= Katharine Georgina Pearce =

British botanist

Katharine Georgina "Kit" Pearce (born 1950), is a British botanist and forest ecologist.

Pearce was born 1950 in Wantage, attended Alness Academy and studied Plant taxonomy at the University of Birmingham, where she was awarded a Ph.D. degree in 1975 for her thesis "Solanum Melongena L. and Related Species".

She has lectured at the Department of Botany, University of Malaya and at the Universiti Pertanian Malaysia. She has been a consultant for the Sarawak Forest Department for botanical, forestry and conservation management projects. She has carried out work for the Tree Flora of Sabah and Sarawak Project and for the Sarawak Forest Department/DANIDA Project in Niah National Park (2004). In 2006, she worked on the flora of the new Pulong Tau National Park, has worked on The Cultured Rainforest Project, and has been a consultant for the Sarawak Timber Association (STA). In 2020 she was co-advisor on the Beccari Centenary Project.

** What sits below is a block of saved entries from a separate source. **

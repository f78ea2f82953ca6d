#[cfg(feature = "storage-local")]
use crate::LocalStorage;
#[cfg(feature = "storage-s3")]
use crate::S3Storage;
use crate::{Storage, StorageError, StorageResult};
use showroom_core::{Config, StorageBackend};
use std::sync::Arc;

/// Create a storage backend based on configuration
pub async fn create_storage(config: &Config) -> StorageResult<Arc<dyn Storage>> {
    match config.storage_backend {
        #[cfg(feature = "storage-local")]
        StorageBackend::Local => {
            let storage = LocalStorage::new(
                config.local_storage_path.clone(),
                config.local_storage_base_url.clone(),
            )
            .await?;
            Ok(Arc::new(storage))
        }

        #[cfg(not(feature = "storage-local"))]
        StorageBackend::Local => Err(StorageError::ConfigError(
            "Local storage backend not available (storage-local feature not enabled)".to_string(),
        )),

        #[cfg(feature = "storage-s3")]
        StorageBackend::S3 => {
            let bucket = config
                .s3_bucket
                .clone()
                .ok_or_else(|| StorageError::ConfigError("S3_BUCKET not configured".to_string()))?;
            let region = config.s3_region.clone().ok_or_else(|| {
                StorageError::ConfigError("S3_REGION or AWS_REGION not configured".to_string())
            })?;
            let endpoint = config.s3_endpoint.clone();

            let storage = S3Storage::new(bucket, region, endpoint).await?;
            Ok(Arc::new(storage))
        }

        #[cfg(not(feature = "storage-s3"))]
        StorageBackend::S3 => Err(StorageError::ConfigError(
            "S3 storage backend not available (storage-s3 feature not enabled)".to_string(),
        )),
    }
}
//! Car make (manufacturer) model.

use chrono::{DateTime, Utc};
use serde::{Deserialize, Serialize};
use uuid::Uuid;

#[derive(Clone, Debug, Serialize, Deserialize)]
#[cfg_attr(feature = "sqlx", derive(sqlx::FromRow))]
#[serde(rename_all = "camelCase")]
pub struct Make {
    pub id: Uuid,
    pub name: String,
    pub models: Vec<String>,
    pub created_at: DateTime<Utc>,
    pub updated_at: DateTime<Utc>,
}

Pearce was married to Robert (Bob) Lian-Saging (d 2023), also known as Balangalibun, their Kelabit name, and lives in Kuching, Malaysia.

==Selected publications==
- An Ethnobotanical Study of An Iban Community of the Pantu Sub-district, Sri Aman, Division 2, Sarawak. Pearce, Katherine G., Victor, Luna Amen and Surik Jok (1987). The Sarawak Museum Journal. 37(58) 193–270.
- Conservation status of palms in Sarawak. Pearce, K.G., (1989). Malayan Naturalist 43 (1&2): 20–36.
- Palms. (1991). Kiew, R. and Pearce, K.G. In The state of nature conservation in Malaysia, 95–100. (R. Kiew, ed.). Malayan Nature Society, Kuala Lumpur.
- Palm Utilization and Conservation in Sarawak (Malaysia). K. G. Pearce, Dennis Johnson. 1991.
- Floristic Inventory for the Development of Lanjak-Entimau Wildlife Sanctuary as a Totally Protected Area. ITTO Project Phase Il. Pearce, K. (1999).
- The palms of Kubah National Park, Matang, Kuching Division, Sarawak. Pearce, Katharine G. & Dransfield, John (1992)
- The Vegetation and Plants of Niah National Park, Borneo. Pearce, K.G. (2004). The Gardens' bulletin, Singapore 56:101-145.
- Compiling and Editing the Workshop Proceeding of the “Ramin Technical Report” for the “Joint Working Group Malaysia-The Netherlands: Sustainable Management of Peat Swamp Forests of Sarawak with Special Reference to Ramin”. Meer, P. J. van der; Chai, F.Y.C.; Hillegers, P.J.M.; Pearce, K.G. (2005). Published by Alterra, Wageningen UR, The Netherlands; Sarawak Forest Department, Malaysia and Sarawak Forestry Corporation, Malaysia.
- The Flora of Pulong Tau National Park. Project Report for “Transboundary Biodiversity and Conservation Area: The Pulong Tau National Park, Sarawak State, Malaysia, Serial number PD 224/03 Rev. 1 (F).” Pearce, Katherine G. (2006). Yokahama and Kuching: International Tropical Timber Organization, Sarawak Forest Department and Sarawak Forestry Corporation.
- Final Technical Report. ITTO Project PD 12/99 Rev.4(F). Model Forest Management Area. (MFMA) - Phase III. Compiled by: K. G. Pearce. (2007).
- A pollen morphology study from the Kelabit Highlands of Sarawak, Malaysian Borneo. Jones, Samantha Elsie & Pearce, Katharine Georgina. Palynology, 39:2, 150–204, (2015)
- Odoardo Beccari Centenary - Revealing Sarawak’s Biodiversity. Pearce, Katharine Georgina and Mashman, Valerie. The Malayan Nature Journal 81st Anniversary Special Edition 2021, 255 - 265 (2021)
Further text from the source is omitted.